I’m guessing this is the week when it hit everybody that summer is almost over. Here’s a little creation to soothe your melancholy. I realized that I had never named a drink in honor of Francis Poulenc, so I’ll borrow the title of one of my favorite of his songs, a bittersweet Apollinaire recollection of the perfect summer hang-out, now closed, never again to be graced by frivolity, abandon, or pretty girls dumb as cabbages.
La Grenouillère
Equal parts:
Dry gin
Apple eau de vie
Rose’s Sweetened Lime Juice
Shake with cracked ice and strain into a martini glass.
While you imbibe: here’s Poulenc himself, along with Jacques Février, performing the second movement of his 1932 Concerto for two pianos.
The cool thing about this drink is that you can also fool goth kiddies into thinking it’s absinthe.

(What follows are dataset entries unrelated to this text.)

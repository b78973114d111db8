use thiserror::Error;

use crate::audit::{AuditCategory, AuditContext, AuditEvent, AuditOutcome, AuditSink};
use crate::workflow::states::{TurnEvent, TurnPhase, TurnTransition};

pub trait TurnDefinition {
    fn initial_phase(&self) -> TurnPhase;
    fn transition(
        &self,
        current: &TurnPhase,
        event: &TurnEvent,
    ) -> Result<TurnTransition, TurnTransitionError>;
}

/// The single production flow: received → classified → dispatched → responded
/// → persisted, with the dispatched handler fixed by the routing table.
#[derive(Clone, Debug, Default)]
pub struct SupportTurnFlow;

impl TurnDefinition for SupportTurnFlow {
    fn initial_phase(&self) -> TurnPhase {
        TurnPhase::Received
    }

    fn transition(
        &self,
        current: &TurnPhase,
        event: &TurnEvent,
    ) -> Result<TurnTransition, TurnTransitionError> {
        transition_support_turn(current, event)
    }
}

pub struct TurnEngine<F = SupportTurnFlow> {
    flow: F,
}

impl<F> TurnEngine<F>
where
    F: TurnDefinition,
{
    pub fn new(flow: F) -> Self {
        Self { flow }
    }

    pub fn initial_phase(&self) -> TurnPhase {
        self.flow.initial_phase()
    }

    pub fn apply(
        &self,
        current: &TurnPhase,
        event: &TurnEvent,
    ) -> Result<TurnTransition, TurnTransitionError> {
        self.flow.transition(current, event)
    }

    pub fn apply_with_audit<S>(
        &self,
        current: &TurnPhase,
        event: &TurnEvent,
        sink: &S,
        audit: &AuditContext,
    ) -> Result<TurnTransition, TurnTransitionError>
    where
        S: AuditSink + ?Sized,
    {
        let result = self.apply(current, event);
        match &result {
            Ok(transition) => {
                sink.emit(
                    AuditEvent::new(
                        audit.conversation_id.clone(),
                        audit.correlation_id.clone(),
                        "turn.transition_applied",
                        AuditCategory::Routing,
                        audit.actor.clone(),
                        AuditOutcome::Success,
                    )
                    .with_metadata("from", format!("{:?}", transition.from))
                    .with_metadata("to", format!("{:?}", transition.to)),
                );
            }
            Err(error) => {
                sink.emit(
                    AuditEvent::new(
                        audit.conversation_id.clone(),
                        audit.correlation_id.clone(),
                        "turn.transition_rejected",
                        AuditCategory::Routing,
                        audit.actor.clone(),
                        AuditOutcome::Rejected,
                    )
                    .with_metadata("error", error.to_string()),
                );
            }
        }
        result
    }
}

impl Default for TurnEngine<SupportTurnFlow> {
    fn default() -> Self {
        Self::new(SupportTurnFlow)
    }
}

#[derive(Clone, Debug, Error, PartialEq, Eq)]
pub enum TurnTransitionError {
    #[error("invalid transition from {phase:?} using event {event:?}")]
    InvalidTransition { phase: TurnPhase, event: TurnEvent },
}

fn transition_support_turn(
    current: &TurnPhase,
    event: &TurnEvent,
) -> Result<TurnTransition, TurnTransitionError> {
    use TurnEvent::{HandlerInvoked, IntentResolved, ResponseComposed, StateWritten};
    use TurnPhase::{Classified, Dispatched, Persisted, Received, Responded};

    let to = match (current, event) {
        (Received, IntentResolved { .. }) => Classified,
        (Classified, HandlerInvoked { .. }) => Dispatched,
        (Dispatched, ResponseComposed) => Responded,
        (Responded, StateWritten) => Persisted,
        _ => {
            return Err(TurnTransitionError::InvalidTransition {
                phase: *current,
                event: event.clone(),
            });
        }
    };

    Ok(TurnTransition { from: *current, to, event: event.clone() })
}

#[cfg(test)]
mod tests {
    use crate::audit::{AuditContext, InMemoryAuditSink};
    use crate::domain::conversation::ConversationId;
    use crate::domain::intent::Intent;
    use crate::workflow::engine::{TurnEngine, TurnTransitionError};
    use crate::workflow::states::{Route, TurnEvent, TurnPhase};

    #[test]
    fn routing_table_matches_intent_contract() {
        assert_eq!(Route::for_intent(Intent::Subscription), Route::Operations);
        assert_eq!(Route::for_intent(Intent::Reservation), Route::Operations);
        assert_eq!(Route::for_intent(Intent::Login), Route::Operations);
        assert_eq!(Route::for_intent(Intent::Knowledge), Route::Resolver);
        assert_eq!(Route::for_intent(Intent::Unknown), Route::Escalation);
    }

    #[test]
    fn happy_path_walks_all_phases_in_order() {
        let engine = TurnEngine::default();
        let mut phase = engine.initial_phase();
        assert_eq!(phase, TurnPhase::Received);

        let events = [
            TurnEvent::IntentResolved { intent: Intent::Knowledge },
            TurnEvent::HandlerInvoked { route: Route::Resolver },
            TurnEvent::ResponseComposed,
            TurnEvent::StateWritten,
        ];
        for event in &events {
            phase = engine.apply(&phase, event).expect("linear walk").to;
        }
        assert_eq!(phase, TurnPhase::Persisted);
    }

    #[test]
    fn out_of_order_event_is_rejected() {
        let engine = TurnEngine::default();
        let error = engine
            .apply(&TurnPhase::Received, &TurnEvent::ResponseComposed)
            .expect_err("cannot respond before classifying");
        assert!(matches!(
            error,
            TurnTransitionError::InvalidTransition { phase: TurnPhase::Received, .. }
        ));
    }

    #[test]
    fn persisted_is_terminal() {
        let engine = TurnEngine::default();
        let error = engine
            .apply(&TurnPhase::Persisted, &TurnEvent::StateWritten)
            .expect_err("no transition out of persisted");
        assert!(matches!(error, TurnTransitionError::InvalidTransition { .. }));
    }

    #[test]
    fn replay_is_deterministic_for_same_event_sequence() {
        let engine = TurnEngine::default();
        let events = [
            TurnEvent::IntentResolved { intent: Intent::Subscription },
            TurnEvent::HandlerInvoked { route: Route::Operations },
            TurnEvent::ResponseComposed,
            TurnEvent::StateWritten,
        ];

        let run = |engine: &TurnEngine| {
            let mut phase = engine.initial_phase();
            let mut trace = Vec::new();
            for event in &events {
                let transition = engine.apply(&phase, event).expect("deterministic run");
                trace.push((transition.from, transition.to));
                phase = transition.to;
            }
            trace
        };

        assert_eq!(run(&engine), run(&engine));
    }

    #[test]
    fn transition_emits_audit_event() {
        let engine = TurnEngine::default();
        let sink = InMemoryAuditSink::default();

        let _ = engine
            .apply_with_audit(
                &TurnPhase::Received,
                &TurnEvent::IntentResolved { intent: Intent::Login },
                &sink,
                &AuditContext::new(
                    Some(ConversationId("conv-7".to_owned())),
                    "req-42",
                    "turn-engine",
                ),
            )
            .expect("transition should succeed");

        let events = sink.events();
        assert_eq!(events.len(), 1);
        assert_eq!(events[0].correlation_id, "req-42");
        assert_eq!(events[0].event_type, "turn.transition_applied");
    }

    #[test]
    fn rejected_transition_emits_rejection_audit_event() {
        let engine = TurnEngine::default();
        let sink = InMemoryAuditSink::default();

        let _ = engine
            .apply_with_audit(
                &TurnPhase::Persisted,
                &TurnEvent::ResponseComposed,
                &sink,
                &AuditContext::new(None, "req-43", "turn-engine"),
            )
            .expect_err("persisted is terminal");

        let events = sink.events();
        assert_eq!(events.len(), 1);
        assert_eq!(events[0].event_type, "turn.transition_rejected");
    }
}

I had no idea that there was a film of this performance. My hero the Princess de Polignac commissioned this piece so that Poulenc and Février would play together again. The highly technical quality of the filming (boy do I love that split screen thing) is probably due to megabucks very well spent.
Elaine: I think the recording is from the 60s—at one point I knew exactly when, but I couldn’t find the reference again (and a couple of pours didn’t exactly make me inclined to look very hard). The dashing young conductor is Georges Prêtre.>>Ben: great evil minds think alike—I was considering trying to fool clueless arrivistes into thinking it was Sauternes.